A March 2018 poll by Monmouth University found most respondents (63%) were unfamiliar with deep state but a majority believe that a deep state likely exists in the United States when described as "a group of unelected government and military officials who secretly manipulate or direct national policy". Three-fourths (74%) of the respondents say that they believe this type of group probably (47%) or definitely (27%) exists in the federal government.

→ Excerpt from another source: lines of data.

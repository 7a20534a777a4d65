use std::net::{IpAddr, SocketAddr};
use std::sync::Arc;

use anyhow::{Context, Result};
use clap::Parser;
use k2s_bootstrap::config::ControlSettings;
use k2s_bootstrap::control::{self, ControlRuntime};
use k2s_bootstrap::passwd::{NodePasswords, Passwd};
use k2s_bootstrap::paths::ControlPaths;
use k2s_bootstrap::proxy::{self, ApiProxy};
use k2s_bootstrap::router::{self, AuthenticatedRouter, DbInfo, RouterState};
use k2s_bootstrap::{Cli, Command, DataDirArgs, ServerArgs, fs_util, server, token};
use tokio::net::TcpListener;
use tokio::sync::watch;
use tracing::{error, info, warn};
use tracing_subscriber::EnvFilter;

#[tokio::main]
async fn main() -> Result<()> {
    tracing_subscriber::fmt()
        .with_env_filter(
            EnvFilter::try_from_default_env().unwrap_or_else(|_| EnvFilter::new("info")),
        )
        .init();
    let _ = rustls::crypto::ring::default_provider().install_default();

    let cli = Cli::parse();
    match cli.command {
        Command::Server(args) => run_server(&args).await,
        Command::Token(args) => print_token(&args).await,
        Command::CheckToken(args) => check_token(&args.location, &args.token).await,
    }
}

fn load_settings(args: &ServerArgs) -> Result<ControlSettings> {
    let mut settings =
        ControlSettings::new(args.config.clone()).context("Failed to load settings")?;
    settings.merge_with_args(args);
    settings.validate()?;
    Ok(settings)
}

async fn run_server(args: &ServerArgs) -> Result<()> {
    let settings = load_settings(args)?;
    info!("Preparing control plane in {}", settings.data_dir.display());
    let runtime = control::prepare(&settings).await?;

    let (shutdown_tx, shutdown_rx) = watch::channel(false);
    let api_client = proxy::api_client(&runtime.paths.server_ca.cert).await?;
    tokio::spawn({
        let client = api_client.clone();
        let url = settings.api_server.url.clone();
        let interval = settings.poll_interval()?;
        let shutdown = shutdown_rx.clone();
        async move {
            if !proxy::wait_for_api_server(&client, &url, interval, shutdown).await {
                warn!("Stopped waiting for API server");
            }
        }
    });

    let state = Arc::new(router_state(&settings, &runtime).await?);
    let router = AuthenticatedRouter::new(
        state,
        settings.bootstrap.http,
        router::tunnel_unavailable,
        ApiProxy::new(&settings.api_server.url, api_client),
    );

    let ip: IpAddr = settings
        .bind_address
        .parse()
        .with_context(|| format!("Failed to parse bind_address {}", settings.bind_address))?;
    let addr = SocketAddr::new(ip, settings.https_port);
    let listener = TcpListener::bind(addr)
        .await
        .with_context(|| format!("Failed to bind {addr}"))?;
    let tls = server::tls_config(&runtime.paths).await?;
    let mut serve = tokio::spawn(server::serve(listener, tls, Arc::new(router), shutdown_rx));

    tokio::select! {
        result = &mut serve => {
            match result {
                Ok(Ok(())) => {}
                Ok(Err(err)) => error!("Listener failed: {err}"),
                Err(err) => error!("Listener task failed: {err}"),
            }
            return Ok(());
        }
        result = tokio::signal::ctrl_c() => {
            result.context("Failed to listen for Ctrl+C")?;
            warn!("Shutdown signal received");
        }
    }

    let _ = shutdown_tx.send(true);
    match serve.await {
        Ok(result) => result.context("Listener failed"),
        Err(err) => Err(anyhow::anyhow!("Listener task failed: {err}")),
    }
}

async fn router_state(settings: &ControlSettings, runtime: &ControlRuntime) -> Result<RouterState> {
    let users = Passwd::read(&runtime.paths.passwd_file).await?;
    Ok(RouterState {
        ca_certs: runtime.authorities.server.cert_pem().to_string(),
        users,
        node_passwords: NodePasswords::new(runtime.paths.node_passwd_file.clone()),
        public_config: settings.public_config(),
        db_info: DbInfo {
            backend: settings.storage.backend.clone(),
            endpoints: settings
                .storage
                .endpoints
                .split(',')
                .map(str::trim)
                .filter(|e| !e.is_empty())
                .map(ToString::to_string)
                .collect(),
        },
        paths: runtime.paths.clone(),
    })
}

fn data_dir_paths(args: &DataDirArgs) -> Result<ControlPaths> {
    let settings = load_settings(&ServerArgs::from(args))?;
    Ok(ControlPaths::new(&settings.data_dir))
}

async fn print_token(args: &DataDirArgs) -> Result<()> {
    let paths = data_dir_paths(args)?;
    let node_token = fs_util::read(&paths.node_token)
        .await
        .context("Failed to read node token; has the server been started?")?;
    println!("{}", String::from_utf8_lossy(&node_token).trim_end());
    Ok(())
}

async fn check_token(args: &DataDirArgs, join_token: &str) -> Result<()> {
    let paths = data_dir_paths(args)?;
    let ca = fs_util::read(&paths.server_ca.cert).await?;
    let secret = token::validate(join_token, &ca)?;
    let user = secret.split_once(':').map_or("", |(user, _)| user);
    if user.is_empty() {
        println!("Token matches server CA {}", token::fingerprint(&ca));
    } else {
        println!(
            "Token for user '{user}' matches server CA {}",
            token::fingerprint(&ca)
        );
    }
    Ok(())
}
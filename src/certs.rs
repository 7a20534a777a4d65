//! The control plane's certificate set: CAs, per-component leaves, the
//! shared kubelet keys, kubeconfigs and the service-account key.

use std::net::{IpAddr, Ipv4Addr};
use std::path::Path;

use tracing::info;

use crate::ca::{self, AltNames, CaRole, LeafSpec, SigningPair};
use crate::error::Result;
use crate::fs_util;
use crate::paths::{CertKeyPaths, ControlPaths};
use crate::replicate::ChangedAuthorities;

/// Names and addresses the API server certificate must cover.
#[derive(Debug, Clone)]
pub struct ApiServerNames {
    pub listen_port: u16,
    pub service_ip: IpAddr,
    pub sans: Vec<String>,
}

/// The three CAs after generation.
#[derive(Debug, Clone)]
pub struct Authorities {
    pub client: SigningPair,
    pub server: SigningPair,
    pub request_header: SigningPair,
    /// The server CA was created, adopted or replaced on this run.
    pub server_regenerated: bool,
}

/// Ensures every CA and leaf exists and is current.
///
/// CAs in `replaced` were swapped on disk before this call; their leaves and
/// keys are re-issued as if the CA had just been generated.
///
/// # Errors
/// Returns an error if any key or certificate cannot be generated, signed
/// or written.
pub async fn generate_all(
    paths: &ControlPaths,
    names: &ApiServerNames,
    replaced: ChangedAuthorities,
) -> Result<Authorities> {
    let api_url = format!("https://127.0.0.1:{}", names.listen_port);
    let client = gen_client_certs(paths, &api_url, replaced.client).await?;
    let (server, server_regenerated) = gen_server_certs(paths, names, replaced.server).await?;
    let request_header = gen_request_header_certs(paths, replaced.request_header).await?;
    Ok(Authorities {
        client,
        server,
        request_header,
        server_regenerated,
    })
}

async fn gen_client_certs(
    paths: &ControlPaths,
    api_url: &str,
    replaced: bool,
) -> Result<SigningPair> {
    let (client_ca, generated) =
        ca::ensure_signing_pair(CaRole::Client, &paths.client_ca, None).await?;
    let regen = generated || replaced;

    let with_kubeconfig = [
        (
            LeafSpec::client("system:admin").with_organization("system:masters"),
            &paths.client_admin,
            &paths.kubeconfig_admin,
        ),
        (
            LeafSpec::client("system:kube-controller-manager"),
            &paths.client_controller,
            &paths.kubeconfig_controller,
        ),
        (
            LeafSpec::client("system:kube-scheduler"),
            &paths.client_scheduler,
            &paths.kubeconfig_scheduler,
        ),
        (
            LeafSpec::client("kube-apiserver"),
            &paths.client_kube_apiserver,
            &paths.kubeconfig_api_server,
        ),
        (
            LeafSpec::client("cloud-controller-manager"),
            &paths.client_cloud_controller,
            &paths.kubeconfig_cloud_controller,
        ),
    ];
    for (spec, out, kubeconfig) in &with_kubeconfig {
        let issued = ca::issue_leaf(regen, spec, &client_ca, out).await?;
        if issued || !fs_util::exists_all(&[kubeconfig.as_path()]).await {
            write_kubeconfig(kubeconfig, api_url, &paths.server_ca.cert, out).await?;
        }
    }

    ca::issue_leaf(
        regen,
        &LeafSpec::client("system:kube-proxy"),
        &client_ca,
        &paths.client_kube_proxy,
    )
    .await?;
    ca::issue_leaf(
        regen,
        &LeafSpec::client("system:k2s-controller"),
        &client_ca,
        &paths.client_k2s_controller,
    )
    .await?;

    ca::load_or_generate_key(&paths.client_kubelet_key, regen).await?;
    Ok(client_ca)
}

async fn gen_server_certs(
    paths: &ControlPaths,
    names: &ApiServerNames,
    replaced: bool,
) -> Result<(SigningPair, bool)> {
    let (server_ca, generated) = ca::ensure_signing_pair(
        CaRole::Server,
        &paths.server_ca,
        Some(&paths.legacy_token_ca),
    )
    .await?;
    let regen = generated || replaced;

    let mut alt_names = AltNames {
        dns_names: vec![
            "kubernetes.default.svc".to_string(),
            "kubernetes.default".to_string(),
            "kubernetes".to_string(),
            "localhost".to_string(),
        ],
        ips: vec![names.service_ip, IpAddr::V4(Ipv4Addr::LOCALHOST)],
    };
    for san in &names.sans {
        match san.parse::<IpAddr>() {
            Ok(ip) if !alt_names.ips.contains(&ip) => alt_names.ips.push(ip),
            Ok(_) => {}
            Err(_) => alt_names.dns_names.push(san.clone()),
        }
    }
    ca::issue_leaf(
        regen,
        &LeafSpec::server("kube-apiserver", alt_names),
        &server_ca,
        &paths.serving_kube_apiserver,
    )
    .await?;

    ca::load_or_generate_key(&paths.serving_kubelet_key, regen).await?;
    Ok((server_ca, regen))
}

async fn gen_request_header_certs(paths: &ControlPaths, replaced: bool) -> Result<SigningPair> {
    let (request_header_ca, generated) =
        ca::ensure_signing_pair(CaRole::RequestHeader, &paths.request_header_ca, None).await?;
    let regen = generated || replaced;
    ca::issue_leaf(
        regen,
        &LeafSpec::client("system:auth-proxy"),
        &request_header_ca,
        &paths.client_auth_proxy,
    )
    .await?;
    Ok(request_header_ca)
}

/// Generates the service-account signing key once.
///
/// # Errors
/// Returns an error if the key cannot be generated or written.
pub async fn ensure_service_key(path: &Path) -> Result<bool> {
    if fs_util::exists_all(&[path]).await {
        return Ok(false);
    }
    ca::load_or_generate_key(path, true).await?;
    info!("Generated service account key {}", path.display());
    Ok(true)
}

async fn write_kubeconfig(
    dest: &Path,
    server_url: &str,
    ca_file: &Path,
    client: &CertKeyPaths,
) -> Result<()> {
    let contents = format!(
        "apiVersion: v1
kind: Config
clusters:
- cluster:
    server: {server_url}
    certificate-authority: {ca}
  name: local
contexts:
- context:
    cluster: local
    namespace: default
    user: user
  name: Default
current-context: Default
preferences: {{}}
users:
- name: user
  user:
    client-certificate: {cert}
    client-key: {key}
",
        ca = ca_file.display(),
        cert = client.cert.display(),
        key = client.key.display(),
    );
    fs_util::write_secret(dest, contents).await?;
    info!("Wrote kubeconfig {}", dest.display());
    Ok(())
}
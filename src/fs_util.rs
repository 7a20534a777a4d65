use std::os::unix::fs::PermissionsExt;
use std::path::Path;

use tokio::fs;

use crate::error::{BootstrapError, Result};

const SECRET_FILE_MODE: u32 = 0o600;
const SECRETS_DIR_MODE: u32 = 0o700;
const TEMP_SUFFIX: &str = ".tmp";

/// Ensures the directory exists and is only accessible by its owner.
///
/// # Errors
/// Returns an error if the directory cannot be created or permissions cannot be set.
pub async fn ensure_secrets_dir(path: &Path) -> Result<()> {
    fs::create_dir_all(path)
        .await
        .map_err(|e| BootstrapError::io("Failed to create directory", path, e))?;
    fs::set_permissions(path, std::fs::Permissions::from_mode(SECRETS_DIR_MODE))
        .await
        .map_err(|e| BootstrapError::io("Failed to set directory permissions", path, e))?;
    Ok(())
}

/// Applies owner-only permissions to a file.
///
/// # Errors
/// Returns an error if permissions cannot be set.
pub async fn set_secret_permissions(path: &Path) -> Result<()> {
    fs::set_permissions(path, std::fs::Permissions::from_mode(SECRET_FILE_MODE))
        .await
        .map_err(|e| BootstrapError::io("Failed to set file permissions", path, e))
}

/// Replaces the file contents by writing a sibling temp file and renaming it
/// over the target. The result is always mode 0600.
///
/// # Errors
/// Returns an error if the parent directory is missing or any write fails.
pub async fn write_secret(path: &Path, contents: impl AsRef<[u8]>) -> Result<()> {
    let parent = path.parent().ok_or_else(|| {
        BootstrapError::io(
            "Path has no parent directory",
            path,
            std::io::Error::from(std::io::ErrorKind::InvalidInput),
        )
    })?;
    if !parent.as_os_str().is_empty() {
        fs::create_dir_all(parent)
            .await
            .map_err(|e| BootstrapError::io("Failed to create directory", parent, e))?;
    }

    let mut temp = path.as_os_str().to_owned();
    temp.push(TEMP_SUFFIX);
    let temp = Path::new(&temp);

    fs::write(temp, contents.as_ref())
        .await
        .map_err(|e| BootstrapError::io("Failed to write", temp, e))?;
    set_secret_permissions(temp).await?;
    fs::rename(temp, path)
        .await
        .map_err(|e| BootstrapError::io("Failed to replace", path, e))?;
    Ok(())
}

/// Reads a whole file, attaching the path to any error.
///
/// # Errors
/// Returns an error if the file cannot be read.
pub async fn read(path: &Path) -> Result<Vec<u8>> {
    fs::read(path)
        .await
        .map_err(|e| BootstrapError::io("Failed to read", path, e))
}

/// Reads a file, returning `None` when it does not exist.
///
/// # Errors
/// Returns an error for any failure other than a missing file.
pub async fn read_optional(path: &Path) -> Result<Option<Vec<u8>>> {
    match fs::read(path).await {
        Ok(bytes) => Ok(Some(bytes)),
        Err(err) if err.kind() == std::io::ErrorKind::NotFound => Ok(None),
        Err(err) => Err(BootstrapError::io("Failed to read", path, err)),
    }
}

/// Returns true only when every path exists.
pub async fn exists_all(paths: &[&Path]) -> bool {
    for path in paths {
        if !fs::try_exists(path).await.unwrap_or(false) {
            return false;
        }
    }
    true
}
//! The flat credential table (`secret,username,role[,extra...]`).
//!
//! Secrets are stored in plaintext; the file mode is the only protection.

use std::collections::BTreeMap;
use std::path::{Path, PathBuf};

use subtle::ConstantTimeEq;
use tokio::sync::Mutex;
use tracing::{info, warn};

use crate::error::{BootstrapError, Result};
use crate::{fs_util, token};

const GENERATED_SECRET_BYTES: usize = 16;
const MIN_COLUMNS: usize = 2;
const RESERVED: &[char] = &[',', '\r', '\n'];

#[derive(Debug, Clone, PartialEq, Eq)]
pub struct PasswdEntry {
    pub secret: String,
    pub role: String,
    extra: Vec<String>,
}

/// In-memory copy of a credential file, unique by username.
#[derive(Debug, Clone, Default)]
pub struct Passwd {
    entries: BTreeMap<String, PasswdEntry>,
}

impl Passwd {
    /// Parses the credential file. A missing file yields an empty table.
    ///
    /// # Errors
    /// Returns an error if the file cannot be read or a line has fewer than
    /// two columns.
    pub async fn read(path: &Path) -> Result<Self> {
        let Some(bytes) = fs_util::read_optional(path).await? else {
            return Ok(Self::default());
        };
        let contents = String::from_utf8(bytes).map_err(|e| BootstrapError::Credential {
            path: path.to_path_buf(),
            reason: e.to_string(),
        })?;
        Self::parse(&contents).map_err(|reason| BootstrapError::Credential {
            path: path.to_path_buf(),
            reason,
        })
    }

    fn parse(contents: &str) -> std::result::Result<Self, String> {
        let mut entries = BTreeMap::new();
        for (index, line) in contents.lines().enumerate() {
            let line = line.trim();
            if line.is_empty() {
                continue;
            }
            let columns: Vec<&str> = line.split(',').map(str::trim).collect();
            if columns.len() < MIN_COLUMNS {
                return Err(format!(
                    "line {} must have at least {MIN_COLUMNS} columns (secret, username), found {}",
                    index + 1,
                    columns.len()
                ));
            }
            let entry = PasswdEntry {
                secret: columns[0].to_string(),
                role: columns.get(2).copied().unwrap_or_default().to_string(),
                extra: columns.iter().skip(3).map(ToString::to_string).collect(),
            };
            entries.insert(columns[1].to_string(), entry);
        }
        Ok(Self { entries })
    }

    /// Inserts or updates `username`.
    ///
    /// An empty `secret` keeps the existing one, or generates a random secret
    /// for a new user. A full join token (`K10<hash>::<username>:<secret>`)
    /// is reduced to its secret part.
    ///
    /// # Errors
    /// Returns `InvalidInput` if a field contains a column or line separator,
    /// or an error if a random secret cannot be generated.
    pub fn ensure_user(&mut self, username: &str, role: &str, secret: &str) -> Result<()> {
        let secret = strip_token_prefix(username, secret);
        check_field("username", username)?;
        check_field("role", role)?;
        check_field("secret", secret)?;

        if let Some(entry) = self.entries.get_mut(username) {
            if !secret.is_empty() {
                entry.secret = secret.to_string();
            }
            entry.role = role.to_string();
            return Ok(());
        }

        let secret = if secret.is_empty() {
            token::random(GENERATED_SECRET_BYTES)?
        } else {
            secret.to_string()
        };
        self.entries.insert(
            username.to_string(),
            PasswdEntry {
                secret,
                role: role.to_string(),
                extra: Vec::new(),
            },
        );
        Ok(())
    }

    /// Compares `secret` to the stored one in constant time.
    ///
    /// Returns `(matches, exists)`.
    #[must_use]
    pub fn check(&self, username: &str, secret: &str) -> (bool, bool) {
        match self.entries.get(username) {
            Some(entry) => {
                let matches: bool = entry.secret.as_bytes().ct_eq(secret.as_bytes()).into();
                (matches, true)
            }
            None => (false, false),
        }
    }

    #[must_use]
    pub fn pass(&self, username: &str) -> Option<&str> {
        self.entries.get(username).map(|e| e.secret.as_str())
    }

    #[must_use]
    pub fn role(&self, username: &str) -> Option<&str> {
        self.entries.get(username).map(|e| e.role.as_str())
    }

    /// Rewrites the whole file with owner-only permissions.
    ///
    /// # Errors
    /// Returns an error if the file cannot be written.
    pub async fn write(&self, path: &Path) -> Result<()> {
        fs_util::write_secret(path, self.render()).await
    }

    fn render(&self) -> String {
        let mut out = String::new();
        for (username, entry) in &self.entries {
            out.push_str(&entry.secret);
            out.push(',');
            out.push_str(username);
            out.push(',');
            out.push_str(&entry.role);
            for extra in &entry.extra {
                out.push(',');
                out.push_str(extra);
            }
            out.push('\n');
        }
        out
    }
}

fn check_field(name: &str, value: &str) -> Result<()> {
    if value.contains(RESERVED) {
        return Err(BootstrapError::InvalidInput(format!(
            "{name} must not contain ',' or line breaks"
        )));
    }
    Ok(())
}

fn strip_token_prefix<'a>(username: &str, secret: &'a str) -> &'a str {
    if !secret.starts_with(token::TOKEN_PREFIX) {
        return secret;
    }
    let marker = format!("::{username}:");
    match secret.find(&marker) {
        Some(idx) if idx > 0 => &secret[idx + marker.len()..],
        _ => secret,
    }
}

/// Trust-on-first-use node secrets, serialized under one lock.
#[derive(Debug)]
pub struct NodePasswords {
    path: PathBuf,
    lock: Mutex<()>,
}

impl NodePasswords {
    #[must_use]
    pub fn new(path: PathBuf) -> Self {
        Self {
            path,
            lock: Mutex::new(()),
        }
    }

    /// Accepts `secret` for `node_name` if it matches the stored one, or
    /// records it when the node has never been seen.
    ///
    /// # Errors
    /// Returns `Auth` when the node is known with a different secret, or an
    /// error if the file cannot be read or written.
    pub async fn ensure(&self, node_name: &str, secret: &str) -> Result<()> {
        let _guard = self.lock.lock().await;
        let mut table = Passwd::read(&self.path).await?;
        match table.check(node_name, secret) {
            (true, true) => Ok(()),
            (false, true) => {
                warn!(
                    "Node password validation failed for '{node_name}', using passwd file '{}'",
                    self.path.display()
                );
                Err(BootstrapError::Auth(format!(
                    "node password validation failed for '{node_name}'"
                )))
            }
            (_, false) => {
                table.ensure_user(node_name, "", secret)?;
                table.write(&self.path).await?;
                info!("Registered password for new node '{node_name}'");
                Ok(())
            }
        }
    }
}

#[cfg(test)]
mod tests {
    use std::sync::Arc;

    use tempfile::tempdir;

    use super::*;

    #[tokio::test]
    async fn test_read_missing_file_is_empty() {
        let dir = tempdir().unwrap();
        let table = Passwd::read(&dir.path().join("passwd")).await.unwrap();
        assert!(table.pass("admin").is_none());
    }

    #[tokio::test]
    async fn test_read_rejects_single_column_line() {
        let dir = tempdir().unwrap();
        let path = dir.path().join("passwd");
        tokio::fs::write(&path, "secret-only\n").await.unwrap();

        let err = Passwd::read(&path).await.unwrap_err();
        assert!(matches!(err, BootstrapError::Credential { .. }));
    }

    #[tokio::test]
    async fn test_write_then_read_keeps_extra_columns() {
        let dir = tempdir().unwrap();
        let path = dir.path().join("passwd");
        tokio::fs::write(&path, "s3cret,server,k2s:server,uid=0\n")
            .await
            .unwrap();

        let table = Passwd::read(&path).await.unwrap();
        table.write(&path).await.unwrap();

        let contents = tokio::fs::read_to_string(&path).await.unwrap();
        assert_eq!(contents, "s3cret,server,k2s:server,uid=0\n");
    }

    #[test]
    fn test_first_contact_then_mismatch() {
        let mut table = Passwd::default();
        assert_eq!(table.check("worker-1", "abc"), (false, false));

        table.ensure_user("worker-1", "", "abc").unwrap();
        assert_eq!(table.check("worker-1", "abc"), (true, true));
        assert_eq!(table.check("worker-1", "other"), (false, true));
    }

    #[test]
    fn test_ensure_user_with_empty_secret() {
        let mut table = Passwd::default();
        table.ensure_user("admin", "system:masters", "").unwrap();
        let generated = table.pass("admin").unwrap().to_string();
        assert_eq!(generated.len(), GENERATED_SECRET_BYTES * 2);

        table.ensure_user("admin", "system:masters", "").unwrap();
        assert_eq!(table.pass("admin"), Some(generated.as_str()));
    }

    #[test]
    fn test_ensure_user_overwrites_secret_and_role() {
        let mut table = Passwd::default();
        table.ensure_user("node", "k2s:agent", "one").unwrap();
        table.ensure_user("node", "k2s:agent-v2", "two").unwrap();
        assert_eq!(table.pass("node"), Some("two"));
        assert_eq!(table.role("node"), Some("k2s:agent-v2"));
    }

    #[test]
    fn test_ensure_user_accepts_full_join_token() {
        let mut table = Passwd::default();
        let token = format!("K10{}::server:abc123", "ab".repeat(32));
        table.ensure_user("server", "k2s:server", &token).unwrap();
        assert_eq!(table.pass("server"), Some("abc123"));
    }

    #[test]
    fn test_ensure_user_rejects_separators() {
        let mut table = Passwd::default();
        for (username, secret) in [
            ("worker-1", "pw,with-comma"),
            ("worker-1", "pw\nextra"),
            ("worker,1", "pw"),
        ] {
            let err = table.ensure_user(username, "", secret).unwrap_err();
            assert!(matches!(err, BootstrapError::InvalidInput(_)));
        }
        assert!(table.render().is_empty());
    }

    #[tokio::test]
    async fn test_node_passwords_keep_first_use_after_rejected_secret() {
        let dir = tempdir().unwrap();
        let path = dir.path().join("node-passwd");
        let nodes = NodePasswords::new(path.clone());

        let err = nodes.ensure("worker-1", "pw,with-comma").await.unwrap_err();
        assert!(matches!(err, BootstrapError::InvalidInput(_)));
        assert!(!path.exists());

        nodes.ensure("worker-1", "first").await.unwrap();
        let err = nodes.ensure("worker-1", "attacker").await.unwrap_err();
        assert!(matches!(err, BootstrapError::Auth(_)));
        let table = Passwd::read(&path).await.unwrap();
        assert_eq!(table.check("worker-1", "first"), (true, true));
    }

    #[tokio::test]
    async fn test_node_passwords_trust_on_first_use() {
        let dir = tempdir().unwrap();
        let nodes = NodePasswords::new(dir.path().join("node-passwd"));

        nodes.ensure("worker-1", "first").await.unwrap();
        nodes.ensure("worker-1", "first").await.unwrap();
        let err = nodes.ensure("worker-1", "second").await.unwrap_err();
        assert!(matches!(err, BootstrapError::Auth(_)));
    }

    #[tokio::test]
    async fn test_node_passwords_concurrent_registration() {
        let dir = tempdir().unwrap();
        let nodes = Arc::new(NodePasswords::new(dir.path().join("node-passwd")));

        let mut handles = Vec::new();
        for i in 0..8 {
            let nodes = Arc::clone(&nodes);
            handles.push(tokio::spawn(async move {
                nodes.ensure(&format!("worker-{i}"), "pw").await
            }));
        }
        for handle in handles {
            handle.await.unwrap().unwrap();
        }

        let table = Passwd::read(&dir.path().join("node-passwd")).await.unwrap();
        for i in 0..8 {
            assert_eq!(table.check(&format!("worker-{i}"), "pw"), (true, true));
        }
    }
}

An October 2019 The Economist/YouGov poll found that, without giving a definition of deep state to respondents, 70% of Republicans, 38% of independents, and 13% of Democrats agreed that a deep state was "trying to overthrow Trump".

Closely related concepts
In his 2015 book The State: Past, Present, Future, academic Bob Jessop comments on the similarity of three constructs:
 "Deep state", for which he cites Mike Lofgren's 2014 definition: "a hybrid association of elements of government and parts of top-level finance and industry that is effectively able to govern ... without reference to the consent of the governed as expressed through the formal political process".
 "Dark state" – "networks of officials, private firms, media outlets, think tanks, foundations, NGOs, interest groups, and other forces that attend to the needs of capital, not of everyday life" while "concealed from public gaze" or "hidden in plain sight", citing political scientist Jason Lindsay's 2013 article.
 "The Fourth Branch' of U.S. government" – consisting of "an ever more unchecked and unaccountable centre ..., working behind a veil of secrecy", citing Tom Engelhardt's 2014 book.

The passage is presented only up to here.